*Work item:* Copy every line below where the string "lines" is found.
══════════════════════════════
//! Toggl Track 模块
//!
//! 时间记录数据源：按 JST 自然日拉取时间记录、按工作区拉取项目列表。

mod client;
mod types;

pub use client::{jst, jst_day_window, TogglClient};
pub use types::{TimeEntry, TogglProject};
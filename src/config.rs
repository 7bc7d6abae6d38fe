//! 配置模块
//!
//! 从进程环境变量读取 Token、数据库 ID 与监听地址。
//! 缺失的必需项不会在启动时报错，而是在对应操作发起网络请求前报错。

use std::net::{IpAddr, Ipv4Addr, SocketAddr};

use crate::error::AppError;

/// 默认端口号
pub const DEFAULT_PORT: u16 = 3000;

/// Toggl API 默认地址
pub const DEFAULT_TOGGL_API_BASE: &str = "https://api.track.toggl.com/api/v9";

/// Notion API 默认地址
pub const DEFAULT_NOTION_API_BASE: &str = "https://api.notion.com/v1";

pub const TOGGL_API_TOKEN: &str = "TOGGL_API_TOKEN";
pub const NOTION_API_TOKEN: &str = "NOTION_API_TOKEN";
pub const NOTION_DATABASE_ID: &str = "NOTION_DATABASE_ID";
pub const NOTION_JOURNAL_DATABASE_ID: &str = "NOTION_JOURNAL_DATABASE_ID";
pub const NOTION_TASK_DATABASE_ID: &str = "NOTION_TASK_DATABASE_ID";
pub const NOTION_PROJECT_DATABASE_ID: &str = "NOTION_PROJECT_DATABASE_ID";

/// 服务配置
#[derive(Debug, Clone)]
pub struct AppConfig {
    /// Toggl API Token
    pub toggl_api_token: Option<String>,
    /// Notion Integration Token
    pub notion_api_token: Option<String>,
    /// 旧版笔记数据库 (GET /api/notion)
    pub notion_database_id: Option<String>,
    /// 日志数据库
    pub journal_database_id: Option<String>,
    /// 任务数据库
    pub task_database_id: Option<String>,
    /// 项目数据库
    pub project_database_id: Option<String>,
    pub toggl_api_base: String,
    pub notion_api_base: String,
    /// 监听地址
    pub host: IpAddr,
    /// 监听端口
    pub port: u16,
}

impl Default for AppConfig {
    fn default() -> Self {
        Self {
            toggl_api_token: None,
            notion_api_token: None,
            notion_database_id: None,
            journal_database_id: None,
            task_database_id: None,
            project_database_id: None,
            toggl_api_base: DEFAULT_TOGGL_API_BASE.to_string(),
            notion_api_base: DEFAULT_NOTION_API_BASE.to_string(),
            host: IpAddr::V4(Ipv4Addr::LOCALHOST),
            port: DEFAULT_PORT,
        }
    }
}

impl AppConfig {
    /// 从进程环境变量加载配置
    pub fn from_env() -> Self {
        Self::from_lookup(|key| std::env::var(key).ok())
    }

    /// 通过任意键值查找函数加载配置
    ///
    /// 空白值视为未设置。无法解析的 `HOST` / `PORT` 回退到默认值。
    pub fn from_lookup<F>(lookup: F) -> Self
    where
        F: Fn(&str) -> Option<String>,
    {
        let get = |key: &str| {
            lookup(key)
                .map(|v| v.trim().to_string())
                .filter(|v| !v.is_empty())
        };
        let defaults = Self::default();

        Self {
            toggl_api_token: get(TOGGL_API_TOKEN),
            notion_api_token: get(NOTION_API_TOKEN),
            notion_database_id: get(NOTION_DATABASE_ID),
            journal_database_id: get(NOTION_JOURNAL_DATABASE_ID),
            task_database_id: get(NOTION_TASK_DATABASE_ID),
            project_database_id: get(NOTION_PROJECT_DATABASE_ID),
            toggl_api_base: get("TOGGL_API_BASE").unwrap_or(defaults.toggl_api_base),
            notion_api_base: get("NOTION_API_BASE").unwrap_or(defaults.notion_api_base),
            host: get("HOST")
                .and_then(|v| v.parse().ok())
                .unwrap_or(defaults.host),
            port: get("PORT")
                .and_then(|v| v.parse().ok())
                .unwrap_or(defaults.port),
        }
    }

    /// 监听地址
    pub fn bind_addr(&self) -> SocketAddr {
        SocketAddr::new(self.host, self.port)
    }

    pub fn toggl_api_token(&self) -> Result<&str, AppError> {
        require(&self.toggl_api_token, TOGGL_API_TOKEN)
    }

    pub fn notion_api_token(&self) -> Result<&str, AppError> {
        require(&self.notion_api_token, NOTION_API_TOKEN)
    }

    pub fn journal_database_id(&self) -> Result<&str, AppError> {
        require(&self.journal_database_id, NOTION_JOURNAL_DATABASE_ID)
    }

    pub fn task_database_id(&self) -> Result<&str, AppError> {
        require(&self.task_database_id, NOTION_TASK_DATABASE_ID)
    }

    pub fn project_database_id(&self) -> Result<&str, AppError> {
        require(&self.project_database_id, NOTION_PROJECT_DATABASE_ID)
    }

    pub fn notion_database_id(&self) -> Result<&str, AppError> {
        require(&self.notion_database_id, NOTION_DATABASE_ID)
    }
}

/// 将缺失的配置项转换为配置错误
pub fn require<'a>(value: &'a Option<String>, key: &'static str) -> Result<&'a str, AppError> {
    value.as_deref().ok_or(AppError::Config(key))
}
//! 习惯计数
//!
//! 统计本月日志中已勾选某个习惯的天数，并写入对应 Routine 项目的分子属性。

use chrono::{DateTime, Datelike, NaiveDate, Utc};
use serde_json::{json, Value};

use crate::error::AppError;
use crate::notion::NotionClient;
use crate::toggl::jst;

/// 项目页面上存放计数的数字属性
pub const VALUE_PROPERTY: &str = "分子";

/// `now` 所在 JST 月份的 `[月初, 下月初)`，以 `+09:00` 偏移的 RFC 3339 表示
pub fn jst_month_bounds(now: DateTime<Utc>) -> (String, String) {
    let today = now.with_timezone(&jst()).date_naive();
    let (year, month) = (today.year(), today.month());
    let (next_year, next_month) = if month == 12 { (year + 1, 1) } else { (year, month + 1) };

    let render = |y: i32, m: u32| {
        NaiveDate::from_ymd_opt(y, m, 1)
            .map(|d| format!("{}T00:00:00+09:00", d.format("%Y-%m-%d")))
            .unwrap_or_default()
    };
    (render(year, month), render(next_year, next_month))
}

fn month_filter(start: &str, end: &str) -> [Value; 2] {
    [
        json!({ "property": "Date", "date": { "on_or_after": start } }),
        json!({ "property": "Date", "date": { "before": end } }),
    ]
}

/// 统计本月勾选了 `property` 的日志页数（仅第一页结果）
pub async fn count_checked_routines(
    notion: &NotionClient,
    journal_database_id: &str,
    property: &str,
    now: DateTime<Utc>,
) -> Result<usize, AppError> {
    let (start, end) = jst_month_bounds(now);
    let [after, before] = month_filter(&start, &end);

    let response = notion
        .query_database(
            journal_database_id,
            &json!({
                "filter": {
                    "and": [
                        after,
                        before,
                        { "property": property, "checkbox": { "equals": true } }
                    ]
                }
            }),
        )
        .await?;
    Ok(response.results.len())
}

/// 将计数写入本月计划中的 Routine 项目
pub async fn update_project_count(
    notion: &NotionClient,
    project_database_id: &str,
    title: &str,
    value: usize,
    now: DateTime<Utc>,
) -> Result<Value, AppError> {
    let (start, end) = jst_month_bounds(now);
    let [after, before] = month_filter(&start, &end);

    let response = notion
        .query_database(
            project_database_id,
            &json!({
                "filter": {
                    "and": [
                        { "property": "Project Name", "title": { "starts_with": title } },
                        { "property": "Status", "status": { "equals": "Planned" } },
                        after,
                        before,
                        { "property": "Type", "select": { "equals": "Routine" } }
                    ]
                }
            }),
        )
        .await?;

    let project = response
        .results
        .into_iter()
        .next()
        .ok_or_else(|| AppError::shape("Project not found"))?;

    notion
        .update_page(&project.id, json!({ VALUE_PROPERTY: value }))
        .await
}

/// 统计并写回，返回计数
///
/// `property` 缺省时使用 `title` 作为日志中的勾选属性名。
pub async fn update_routine_count(
    notion: &NotionClient,
    journal_database_id: &str,
    project_database_id: &str,
    title: &str,
    property: Option<&str>,
    now: DateTime<Utc>,
) -> Result<usize, AppError> {
    let property = property.filter(|p| !p.is_empty()).unwrap_or(title);
    let count = count_checked_routines(notion, journal_database_id, property, now).await?;
    log::info!("Routine {:?}: {} checked this month", property, count);

    update_project_count(notion, project_database_id, title, count, now).await?;
    Ok(count)
}
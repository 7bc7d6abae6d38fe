//! 聚合引擎
//!
//! 按解析后的项目名分组当天的时间记录，计算各项目时长、总时长与整体时间跨度。

use std::collections::HashMap;

use chrono::{DateTime, Timelike, Utc};
use serde::Serialize;

use crate::error::AppError;
use crate::toggl::{jst, TimeEntry};

/// 记录没有项目时使用的名称
pub const NO_PROJECT: &str = "No Project";

/// 项目 ID 不在工作区项目列表中时使用的名称
pub const UNKNOWN_PROJECT: &str = "Unknown";

/// 无描述记录的占位文本
pub const NO_DESCRIPTION: &str = "(no description)";

/// 项目分组中的一条已结束记录
#[derive(Debug, Clone, PartialEq, Serialize)]
pub struct EntryLine {
    pub description: String,
    pub seconds: i64,
    pub start: DateTime<Utc>,
    pub stop: Option<DateTime<Utc>>,
}

/// 单个项目的聚合结果
#[derive(Debug, Clone, PartialEq, Serialize)]
pub struct ProjectSummary {
    pub project_name: String,
    pub total_seconds: i64,
    /// 保持出现顺序
    pub entries: Vec<EntryLine>,
}

/// 已聚合记录的整体时间跨度
#[derive(Debug, Clone, Copy, Default, PartialEq, Eq)]
pub struct TimeSpan {
    pub start: Option<DateTime<Utc>>,
    pub end: Option<DateTime<Utc>>,
}

impl TimeSpan {
    /// JST `"HH:MM-HH:MM"`，任一端缺失时返回 `None`
    pub fn format_range(&self) -> Option<String> {
        match (self.start, self.end) {
            (Some(start), Some(end)) => {
                Some(format!("{}-{}", format_time(&start), format_time(&end)))
            }
            _ => None,
        }
    }
}

/// Result of one aggregation run
#[derive(Debug, Clone, Default, PartialEq)]
pub struct Aggregation {
    /// 按项目名首次出现的顺序
    pub summaries: Vec<ProjectSummary>,
    pub total_seconds: i64,
    pub span: TimeSpan,
}

/// 将记录的项目 ID 解析为显示名称
pub fn resolve_project_name(project_id: Option<i64>, projects: &HashMap<i64, String>) -> String {
    match project_id {
        // Toggl 不会分配 id 0，按无项目处理
        None | Some(0) => NO_PROJECT.to_string(),
        Some(id) => projects
            .get(&id)
            .cloned()
            .unwrap_or_else(|| UNKNOWN_PROJECT.to_string()),
    }
}

/// 按项目名聚合记录
///
/// 计时中的记录（时长为负）被完全跳过。分组保持项目名首次出现的顺序，
/// 组内记录保持原始顺序。
///
/// # Arguments
/// * `entries` - API 返回顺序的原始记录
/// * `projects` - 工作区的项目 ID -> 名称映射
pub fn aggregate(entries: &[TimeEntry], projects: &HashMap<i64, String>) -> Aggregation {
    let mut summaries: Vec<ProjectSummary> = Vec::new();
    let mut index: HashMap<String, usize> = HashMap::new();

    for entry in entries.iter().filter(|e| !e.is_running()) {
        let project_name = resolve_project_name(entry.project_id, projects);

        let slot = *index.entry(project_name.clone()).or_insert_with(|| {
            summaries.push(ProjectSummary {
                project_name,
                total_seconds: 0,
                entries: Vec::new(),
            });
            summaries.len() - 1
        });

        let summary = &mut summaries[slot];
        summary.total_seconds += entry.duration;
        summary.entries.push(EntryLine {
            description: entry
                .description
                .clone()
                .filter(|d| !d.is_empty())
                .unwrap_or_else(|| NO_DESCRIPTION.to_string()),
            seconds: entry.duration,
            start: entry.start,
            stop: entry.stop,
        });
    }

    let total_seconds = summaries.iter().map(|s| s.total_seconds).sum();
    let span = compute_span(&summaries);

    Aggregation {
        summaries,
        total_seconds,
        span,
    }
}

fn compute_span(summaries: &[ProjectSummary]) -> TimeSpan {
    let lines = summaries.iter().flat_map(|s| s.entries.iter());
    let start = lines.clone().map(|l| l.start).min();
    let end = lines.filter_map(|l| l.stop).max();
    TimeSpan { start, end }
}

/// 合并描述完全相同的行并累加时长
///
/// 保持首次出现的顺序。
pub fn merge_descriptions(entries: &[EntryLine]) -> Vec<(String, i64)> {
    let mut merged: Vec<(String, i64)> = Vec::new();
    let mut index: HashMap<&str, usize> = HashMap::new();

    for entry in entries {
        match index.get(entry.description.as_str()) {
            Some(&i) => merged[i].1 += entry.seconds,
            None => {
                index.insert(entry.description.as_str(), merged.len());
                merged.push((entry.description.clone(), entry.seconds));
            }
        }
    }

    merged
}

/// 秒数格式化为 `"{H}h {M}m"`，不足一小时为 `"{M}m"`
pub fn format_duration(seconds: i64) -> String {
    let hours = seconds / 3600;
    let minutes = (seconds % 3600) / 60;
    if hours > 0 {
        format!("{}h {}m", hours, minutes)
    } else {
        format!("{}m", minutes)
    }
}

/// Formats an instant as JST `"HH:MM"`
pub fn format_time(instant: &DateTime<Utc>) -> String {
    let local = instant.with_timezone(&jst());
    format!("{:02}:{:02}", local.hour(), local.minute())
}

/// 解析 RFC 3339 时间并格式化为 JST `"HH:MM"`
pub fn format_time_str(instant: &str) -> Result<String, AppError> {
    let parsed = DateTime::parse_from_rfc3339(instant)
        .map_err(|e| AppError::InvalidInput(format!("invalid instant {:?}: {}", instant, e)))?;
    Ok(format_time(&parsed.with_timezone(&Utc)))
}
use crate::types::columns::DATE;
use chrono::NaiveDate;
use polars::prelude::{col, lit, DataType, LazyFrame};

pub trait DailyFrameFilterExt {
    /// Filters a daily LazyFrame by a NaiveDate range (inclusive).
    /// Assumes the 'date' column holds dates or 'YYYY-MM-DD' strings.
    fn filter_daily(self, start_date: NaiveDate, end_date: NaiveDate) -> LazyFrame;

    /// Drops rows in which every one of `observation_columns` is null.
    /// With no observation columns every row is dropped.
    fn drop_empty_observations(self, observation_columns: &[&str]) -> LazyFrame;
}

impl DailyFrameFilterExt for LazyFrame {
    fn filter_daily(self, start_date: NaiveDate, end_date: NaiveDate) -> LazyFrame {
        self.filter(
            col(DATE)
                .cast(DataType::Date)
                .gt_eq(lit(start_date))
                .and(col(DATE).cast(DataType::Date).lt_eq(lit(end_date))),
        )
    }

    fn drop_empty_observations(self, observation_columns: &[&str]) -> LazyFrame {
        let any_present = observation_columns
            .iter()
            .map(|name| col(*name).is_not_null())
            .reduce(|acc, present| acc.or(present))
            .unwrap_or(lit(false));
        self.filter(any_present)
    }
}

#[cfg(test)]
mod tests {
    use super::*;
    use polars::prelude::*;

    fn frame() -> PolarsResult<LazyFrame> {
        Ok(df!(
            "date" => ["2014-12-31", "2015-01-01", "2015-06-01", "2025-01-01"],
            "tavg" => [Some(1.0), None, Some(3.0), Some(4.0)],
            "wdir" => [None, None, Some(180.0), None::<f64>],
        )?
        .lazy())
    }

    #[test]
    fn test_filter_daily_is_inclusive() -> PolarsResult<()> {
        let filtered = frame()?
            .filter_daily(
                NaiveDate::from_ymd_opt(2015, 1, 1).unwrap(),
                NaiveDate::from_ymd_opt(2015, 6, 1).unwrap(),
            )
            .collect()?;
        assert_eq!(filtered.height(), 2);
        Ok(())
    }

    #[test]
    fn test_drop_empty_observations() -> PolarsResult<()> {
        let kept = frame()?
            .drop_empty_observations(&["tavg", "wdir"])
            .collect()?;
        assert_eq!(kept.height(), 3);
        let dates: Vec<_> = kept.column("date")?.str()?.into_iter().flatten().collect();
        assert_eq!(dates, ["2014-12-31", "2015-06-01", "2025-01-01"]);
        Ok(())
    }
}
══════════════════════════════
*Solution to the problem:*
    let lines = summaries.iter().flat_map(|s| s.entries.iter());
    let start = lines.clone().map(|l| l.start).min();
    let end = lines.filter_map(|l| l.stop).max();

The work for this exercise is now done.